**What this task involves:**
Going line by line through the records below, count those containing the word "SameCaptainAndVice", then give only the count.

**Provided records:**

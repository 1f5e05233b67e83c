//! Lineup rules.
//!
//! [`validate`] reports only the first failing rule, in a fixed priority order.

use std::{fmt, ops::RangeInclusive};

use thiserror::Error;

use super::mode::Mode;
use crate::models::{Captaincy, PlayerId, Position, SQUAD_SIZE, STARTER_COUNT};

/// Allowed number of starters per position.
pub const STARTER_RANGES: [(Position, RangeInclusive<usize>); 4] = [
    (Position::Goalkeeper, 1..=1),
    (Position::Defender, 3..=5),
    (Position::Midfielder, 2..=5),
    (Position::Forward, 1..=3),
];

/// Starters per position.
#[derive(Debug, Clone, Copy, Default, PartialEq, Eq)]
pub struct FormationCounts {
    pub goalkeepers: usize,
    pub defenders: usize,
    pub midfielders: usize,
    pub forwards: usize,
}

impl FormationCounts {
    /// Build counts from explicit numbers.
    pub fn new(goalkeepers: usize, defenders: usize, midfielders: usize, forwards: usize) -> Self {
        Self {
            goalkeepers,
            defenders,
            midfielders,
            forwards,
        }
    }

    pub fn add(&mut self, position: Position) {
        *self.slot(position) += 1;
    }

    pub fn get(&self, position: Position) -> usize {
        match position {
            Position::Goalkeeper => self.goalkeepers,
            Position::Defender => self.defenders,
            Position::Midfielder => self.midfielders,
            Position::Forward => self.forwards,
        }
    }

    pub fn total(&self) -> usize {
        self.goalkeepers + self.defenders + self.midfielders + self.forwards
    }

    fn slot(&mut self, position: Position) -> &mut usize {
        match position {
            Position::Goalkeeper => &mut self.goalkeepers,
            Position::Defender => &mut self.defenders,
            Position::Midfielder => &mut self.midfielders,
            Position::Forward => &mut self.forwards,
        }
    }
}

impl fmt::Display for FormationCounts {
    /// Outfield shape such as `4-4-2`.
    fn fmt(&self, f: &mut fmt::Formatter<'_>) -> fmt::Result {
        write!(f, "{}-{}-{}", self.defenders, self.midfielders, self.forwards)
    }
}

/// The highest-priority rule currently broken. The message is shown to the user as is.
#[derive(Error, Debug, Clone, PartialEq, Eq)]
pub enum Violation {
    #[error("Select {missing} more {}", players(.missing))]
    NeedMorePlayers { missing: usize },

    #[error("Remove {excess} {}", players(.excess))]
    TooManyPlayers { excess: usize },

    #[error("Pick exactly 11 starters ({found} selected)")]
    StarterCount { found: usize },

    #[error("Pick exactly 1 goalkeeper ({found} selected)")]
    Goalkeepers { found: usize },

    #[error("Pick between 3 and 5 defenders ({found} selected)")]
    Defenders { found: usize },

    #[error("Pick between 2 and 5 midfielders ({found} selected)")]
    Midfielders { found: usize },

    #[error("Pick between 1 and 3 forwards ({found} selected)")]
    Forwards { found: usize },

    #[error("Choose a captain and a vice-captain")]
    CaptaincyUnassigned,

    #[error("Captain and vice-captain cannot be the same player")]
    SameCaptainAndVice,

    #[error("Captain and vice-captain must both be starters")]
    CaptaincyNotStarting,
}

fn players(count: &usize) -> &'static str {
    if *count == 1 {
        "player"
    } else {
        "players"
    }
}

impl Violation {
    fn position(position: Position, found: usize) -> Self {
        match position {
            Position::Goalkeeper => Violation::Goalkeepers { found },
            Position::Defender => Violation::Defenders { found },
            Position::Midfielder => Violation::Midfielders { found },
            Position::Forward => Violation::Forwards { found },
        }
    }
}

/// Outcome of [`validate`].
pub type Validity = Result<(), Violation>;

/// Everything the rules look at.
#[derive(Debug, Clone, Copy)]
pub struct LineupCheck<'a> {
    pub mode: Mode,
    pub squad_size: usize,
    pub starters: &'a [PlayerId],
    pub formation: FormationCounts,
    pub captaincy: Captaincy,
}

/// Check the lineup. While editing only the squad size is checked.
pub fn validate(check: &LineupCheck<'_>) -> Validity {
    check_size(check.squad_size)?;
    if check.mode == Mode::Edit {
        return Ok(());
    }

    if check.starters.len() != STARTER_COUNT {
        return Err(Violation::StarterCount {
            found: check.starters.len(),
        });
    }
    for (position, range) in STARTER_RANGES {
        let found = check.formation.get(position);
        if !range.contains(&found) {
            return Err(Violation::position(position, found));
        }
    }

    let (Some(captain), Some(vice)) = (check.captaincy.captain, check.captaincy.vice_captain)
    else {
        return Err(Violation::CaptaincyUnassigned);
    };
    if captain == vice {
        return Err(Violation::SameCaptainAndVice);
    }
    if !check.starters.contains(&captain) || !check.starters.contains(&vice) {
        return Err(Violation::CaptaincyNotStarting);
    }
    Ok(())
}

fn check_size(size: usize) -> Validity {
    match size.cmp(&SQUAD_SIZE) {
        std::cmp::Ordering::Less => Err(Violation::NeedMorePlayers {
            missing: SQUAD_SIZE - size,
        }),
        std::cmp::Ordering::Greater => Err(Violation::TooManyPlayers {
            excess: size - SQUAD_SIZE,
        }),
        std::cmp::Ordering::Equal => Ok(()),
    }
}

#[cfg(test)]
mod tests {
    use super::*;

    const STARTERS: [PlayerId; 11] = [1, 10, 11, 12, 13, 20, 21, 22, 23, 30, 31];

    fn check(formation: FormationCounts, captaincy: Captaincy) -> LineupCheck<'static> {
        LineupCheck {
            mode: Mode::View,
            squad_size: 15,
            starters: &STARTERS,
            formation,
            captaincy,
        }
    }

    #[test]
    fn balanced_lineup_is_valid() {
        let lineup = check(
            FormationCounts::new(1, 4, 4, 2),
            Captaincy::new(Some(20), Some(30)),
        );
        assert_eq!(validate(&lineup), Ok(()));
    }

    #[test]
    fn short_squad_is_reported_in_both_modes() {
        let mut lineup = check(FormationCounts::new(1, 4, 4, 2), Captaincy::default());
        lineup.squad_size = 14;
        let expected = Err(Violation::NeedMorePlayers { missing: 1 });
        assert_eq!(validate(&lineup), expected);
        assert_eq!(
            validate(&lineup).unwrap_err().to_string(),
            "Select 1 more player"
        );
        lineup.mode = Mode::Edit;
        assert_eq!(validate(&lineup), expected);
    }

    #[test]
    fn oversized_squad_asks_for_removal() {
        let mut lineup = check(FormationCounts::new(1, 4, 4, 2), Captaincy::default());
        lineup.squad_size = 17;
        assert_eq!(
            validate(&lineup).unwrap_err().to_string(),
            "Remove 2 players"
        );
    }

    #[test]
    fn defender_shortage_wins_over_captaincy() {
        let lineup = check(FormationCounts::new(1, 2, 5, 3), Captaincy::default());
        assert_eq!(validate(&lineup), Err(Violation::Defenders { found: 2 }));
    }

    #[test]
    fn starter_count_is_checked_before_positions() {
        let starters = [1, 10, 11, 20, 21, 22, 23, 30, 31];
        let lineup = LineupCheck {
            starters: &starters,
            ..check(FormationCounts::new(1, 2, 4, 2), Captaincy::default())
        };
        assert_eq!(validate(&lineup), Err(Violation::StarterCount { found: 9 }));
    }

    #[test]
    fn position_rules_in_priority_order() {
        let cases = [
            (FormationCounts::new(2, 4, 3, 2), Violation::Goalkeepers { found: 2 }),
            (FormationCounts::new(1, 6, 2, 2), Violation::Defenders { found: 6 }),
            (FormationCounts::new(1, 5, 1, 4), Violation::Midfielders { found: 1 }),
            (FormationCounts::new(1, 5, 5, 0), Violation::Forwards { found: 0 }),
        ];
        for (formation, expected) in cases {
            assert_eq!(formation.total(), 11);
            let lineup = check(formation, Captaincy::new(Some(1), Some(10)));
            assert_eq!(validate(&lineup), Err(expected));
        }
    }

    #[test]
    fn captaincy_rules() {
        let formation = FormationCounts::new(1, 4, 4, 2);
        assert_eq!(
            validate(&check(formation, Captaincy::new(Some(20), None))),
            Err(Violation::CaptaincyUnassigned)
        );
        let same = validate(&check(formation, Captaincy::new(Some(20), Some(20))));
        assert_eq!(same, Err(Violation::SameCaptainAndVice));
        assert_eq!(
            same.unwrap_err().to_string(),
            "Captain and vice-captain cannot be the same player"
        );
        assert_eq!(
            validate(&check(formation, Captaincy::new(Some(20), Some(99)))),
            Err(Violation::CaptaincyNotStarting)
        );
    }

    #[test]
    fn edit_mode_skips_lineup_rules() {
        let mut lineup = check(FormationCounts::new(0, 0, 0, 0), Captaincy::default());
        lineup.mode = Mode::Edit;
        lineup.starters = &[];
        assert_eq!(validate(&lineup), Ok(()));
    }

    #[test]
    fn formation_label() {
        assert_eq!(FormationCounts::new(1, 3, 5, 2).to_string(), "3-5-2");
    }
}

**Finished exercise:**
3